# Broke the tilt on my front end loader (john deere 512)



## Joelan (Feb 28, 2017)

I didn't realize my hay fork was in the dirt and I drove an few feet and it ended up messing up my front end loader. The lift works fine, but the tilt doesn't. I can tilt down just fine but tiling up is really slow and once I let go of the joystick the tilt falls down to zero. Any suggestions?


----------



## BigT (Sep 15, 2014)

Hello joelan, welcome to the tractor forum.

When you drove forward with the hay fork in the ground, you put extreme pressure on the tilt system. I've done this with a loader and blew a hose, which was old and the weak point in the system. 

You may have blown a piston seal in your tilt cylinders, or possibly damaged the joystick.


----------



## Joelan (Feb 28, 2017)

Thanks BigT. I figured I blew something out.
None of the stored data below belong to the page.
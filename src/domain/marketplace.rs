use chrono::{DateTime, Utc};
use serde::{Deserialize, Serialize};

use super::profile::UserRef;
use crate::cache::Keyed;
use crate::Row;

#[derive(Debug, Clone, Copy, PartialEq, Eq, Serialize, Deserialize)]
#[serde(rename_all = "lowercase")]
pub enum ListingStatus {
    Active,
    Sold,
}

impl ListingStatus {
    pub fn as_str(&self) -> &'static str {
        match self {
            ListingStatus::Active => "active",
            ListingStatus::Sold => "sold",
        }
    }
}

#[derive(Debug, Clone, PartialEq, Serialize, Deserialize, Row)]
#[row(collection = "listings")]
pub struct Listing {
    pub id: String,
    pub seller_id: String,
    pub car_id: Option<String>,
    pub title: String,
    pub description: Option<String>,
    pub price: f64,
    pub location: Option<String>,
    pub status: ListingStatus,
    pub image_path: Option<String>,
    pub created_at: DateTime<Utc>,
}

#[derive(Debug, Clone, PartialEq, Eq, Serialize, Deserialize, Row)]
#[row(collection = "favorites")]
pub struct Favorite {
    pub id: String,
    pub listing_id: String,
    pub user_id: String,
}

#[derive(Debug, Clone, Copy, PartialEq, Eq, Serialize, Deserialize)]
#[serde(rename_all = "lowercase")]
pub enum OfferStatus {
    Pending,
    Accepted,
    Declined,
}

#[derive(Debug, Clone, PartialEq, Serialize, Deserialize, Row)]
#[row(collection = "offers")]
pub struct Offer {
    pub id: String,
    pub listing_id: String,
    pub buyer_id: String,
    pub amount: f64,
    pub message: Option<String>,
    pub status: OfferStatus,
    pub created_at: DateTime<Utc>,
}

#[derive(Debug, Clone, PartialEq, Serialize)]
pub struct ListingView {
    pub listing: Listing,
    pub seller: UserRef,
    pub image_url: Option<String>,
    pub is_favorited: bool,
}

impl Keyed for ListingView {
    fn key(&self) -> &str {
        &self.listing.id
    }
}

#[derive(Debug, Clone, PartialEq, Serialize)]
pub struct OfferView {
    pub offer: Offer,
    pub buyer_name: String,
}

impl Keyed for OfferView {
    fn key(&self) -> &str {
        &self.offer.id
    }
}

#[derive(Debug, Clone, PartialEq)]
pub struct NewListing {
    pub car_id: Option<String>,
    pub title: String,
    pub description: Option<String>,
    pub price: f64,
    pub location: Option<String>,
    pub image_path: Option<String>,
}

#[derive(Debug, Clone, Default, PartialEq, Serialize)]
pub struct ListingPatch {
    #[serde(skip_serializing_if = "Option::is_none")]
    pub title: Option<String>,
    #[serde(skip_serializing_if = "Option::is_none")]
    pub description: Option<String>,
    #[serde(skip_serializing_if = "Option::is_none")]
    pub price: Option<f64>,
    #[serde(skip_serializing_if = "Option::is_none")]
    pub location: Option<String>,
    #[serde(skip_serializing_if = "Option::is_none")]
    pub image_path: Option<String>,
    #[serde(skip_serializing_if = "Option::is_none")]
    pub status: Option<ListingStatus>,
}

#[derive(Debug, Clone, PartialEq)]
pub struct NewOffer {
    pub listing_id: String,
    pub amount: f64,
    pub message: Option<String>,
}

/// Which listings a fetch returns. The default is active listings, newest first.
#[derive(Debug, Clone, PartialEq)]
pub struct ListingFilter {
    pub seller_id: Option<String>,
    /// `None` returns every status.
    pub status: Option<ListingStatus>,
    pub search: Option<String>,
    pub min_price: Option<f64>,
    pub max_price: Option<f64>,
}

impl Default for ListingFilter {
    fn default() -> Self {
        Self {
            seller_id: None,
            status: Some(ListingStatus::Active),
            search: None,
            min_price: None,
            max_price: None,
        }
    }
}

impl ListingFilter {
    /// Whether a fetch with this filter would return `listing`.
    pub fn matches(&self, listing: &Listing) -> bool {
        self.seller_id.as_ref().map_or(true, |id| *id == listing.seller_id)
            && self.status.map_or(true, |status| status == listing.status)
            && self.min_price.map_or(true, |min| listing.price >= min)
            && self.max_price.map_or(true, |max| listing.price <= max)
            && super::title_matches(&listing.title, self.search.as_deref())
    }
}
//! User-facing notifications (toasts) raised by store operations.

use std::fmt;
use std::sync::{Arc, Mutex, PoisonError};

use serde::{Deserialize, Serialize};
use tracing::{error, info};

#[derive(Debug, Clone, Copy, PartialEq, Eq, Serialize, Deserialize)]
#[serde(rename_all = "lowercase")]
pub enum Level {
    Success,
    Error,
}

#[derive(Debug, Clone, PartialEq, Eq, Serialize, Deserialize)]
pub struct Notification {
    pub level: Level,
    pub message: String,
}

impl Notification {
    pub fn success(message: impl Into<String>) -> Self {
        Self {
            level: Level::Success,
            message: message.into(),
        }
    }

    pub fn error(message: impl Into<String>) -> Self {
        Self {
            level: Level::Error,
            message: message.into(),
        }
    }
}

impl fmt::Display for Notification {
    fn fmt(&self, f: &mut fmt::Formatter<'_>) -> fmt::Result {
        match self.level {
            Level::Success => write!(f, "[ok] {}", self.message),
            Level::Error => write!(f, "[error] {}", self.message),
        }
    }
}

/// Sink for notifications. Implementations must not block.
pub trait Notifier: Send + Sync {
    fn notify(&self, notification: &Notification);
}

/// Writes notifications to the tracing subscriber.
#[derive(Debug, Clone, Copy, Default)]
pub struct TracingNotifier;

impl Notifier for TracingNotifier {
    fn notify(&self, notification: &Notification) {
        match notification.level {
            Level::Success => info!(message = %notification.message, "notification"),
            Level::Error => error!(message = %notification.message, "notification"),
        }
    }
}

/// Collects notifications in a shared buffer.
#[derive(Debug, Clone, Default)]
pub struct BufferNotifier {
    buffer: Arc<Mutex<Vec<Notification>>>,
}

impl BufferNotifier {
    pub fn new() -> Self {
        Self::default()
    }

    pub fn with_buffer(buffer: Arc<Mutex<Vec<Notification>>>) -> Self {
        Self { buffer }
    }

    /// Everything received so far, oldest first.
    pub fn drain(&self) -> Vec<Notification> {
        std::mem::take(&mut *self.buffer.lock().unwrap_or_else(PoisonError::into_inner))
    }

    pub fn snapshot(&self) -> Vec<Notification> {
        self.buffer
            .lock()
            .unwrap_or_else(PoisonError::into_inner)
            .clone()
    }
}

impl Notifier for BufferNotifier {
    fn notify(&self, notification: &Notification) {
        self.buffer
            .lock()
            .unwrap_or_else(PoisonError::into_inner)
            .push(notification.clone());
    }
}

#[cfg(feature = "emitter")]
pub use self::emitter::EmitterNotifier;

#[cfg(feature = "emitter")]
mod emitter {
    use std::sync::{Mutex, PoisonError};

    use event_emitter_rs::EventEmitter;
    use tracing::warn;

    use super::{Notification, Notifier};

    /// Event name used for every emitted notification.
    pub const EVENT: &str = "notification";

    /// Emits notifications as JSON strings on an [`EventEmitter`] for
    /// in-process subscribers. Listeners run on the emitter's threads.
    pub struct EmitterNotifier {
        emitter: Mutex<EventEmitter>,
    }

    impl EmitterNotifier {
        pub fn new(emitter: EventEmitter) -> Self {
            Self {
                emitter: Mutex::new(emitter),
            }
        }
    }

    impl Notifier for EmitterNotifier {
        fn notify(&self, notification: &Notification) {
            let payload = match serde_json::to_string(notification) {
                Ok(payload) => payload,
                Err(err) => {
                    warn!(error = %err, "cannot encode notification");
                    return;
                }
            };
            self.emitter
                .lock()
                .unwrap_or_else(PoisonError::into_inner)
                .emit(EVENT, payload);
        }
    }
}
All the hoses look good. I did notice that there was a small bit of fluid residue under the left piston arm. Not sure if that was new or if it had been there but I don't remember seeing it. In your opinion would it be better to start at the joystick or start tearing apart the pistons?


----------



## sixbales (May 18, 2011)

I guess I would start with the tilt cylinders first. They were first to see the pressure spike.


----------



## dozer966 (Dec 30, 2014)

You can take off the HYD hose on lower part of both cylinders ,put them in a bucket activate valve for top line till cylinders max out and keep pressure to see if the packings bypass. Then you would know if one ,both or non are leaking oil. If only one leaks bad isolate it and repeat process on good one to make sure it dose not have a slight leak. Good luck


----------



## Joelan (Feb 28, 2017)

Say Dozer966, I thought about what you said and I think I finally understand it. It's actually simple I think but I've never had to troubleshoot hydraulics like this. So just to make sure I'm understanding you correctly, it's possible that the extreme pressure damaged the seals on both of the curl cylinders to where an downward pressure would cause fluid to flow past those seals in one direction but the seals would still work to keep fluid from flowing in the opposite direction. If there is any fluid bypassing the seals when I try to tilt up then we know the problem is definately at least in the cylindars. Am I understanding this correctly. Sorry, I'm a bit slow on this.


----------



## dozer966 (Dec 30, 2014)

Joelan sorry it took so long to answer but you are on the right path. Only one cylinder could be the culprit. Both cylinders are attached to the same HYD circuit. That's why I said to isolate the one that is obvious after the first test. Oil is like water, lazy, it will take the path of least resistance. Most cylinders will leak to a sertain degree on the older equipment. Example when your bucket is curled up and you stop the engin you can here it crepe back down. No big deal if you can deal with having to curl it back up every 15-20 minutes for a few inches.
Hopefully I've​ explained enough but if you have more questions please don't be shy. I or someone will be Glade to answer


----------



## Joelan (Feb 28, 2017)

That clears something up Dozer966. I was thinking I somehow messed up both cylinders but since one might be blown out it would have an effect on the whole system since it's a circuit and the cylinders aren't independent of each other. That was tripping me up. Thanks for the information. Hope to get this figured out this weekend.


----------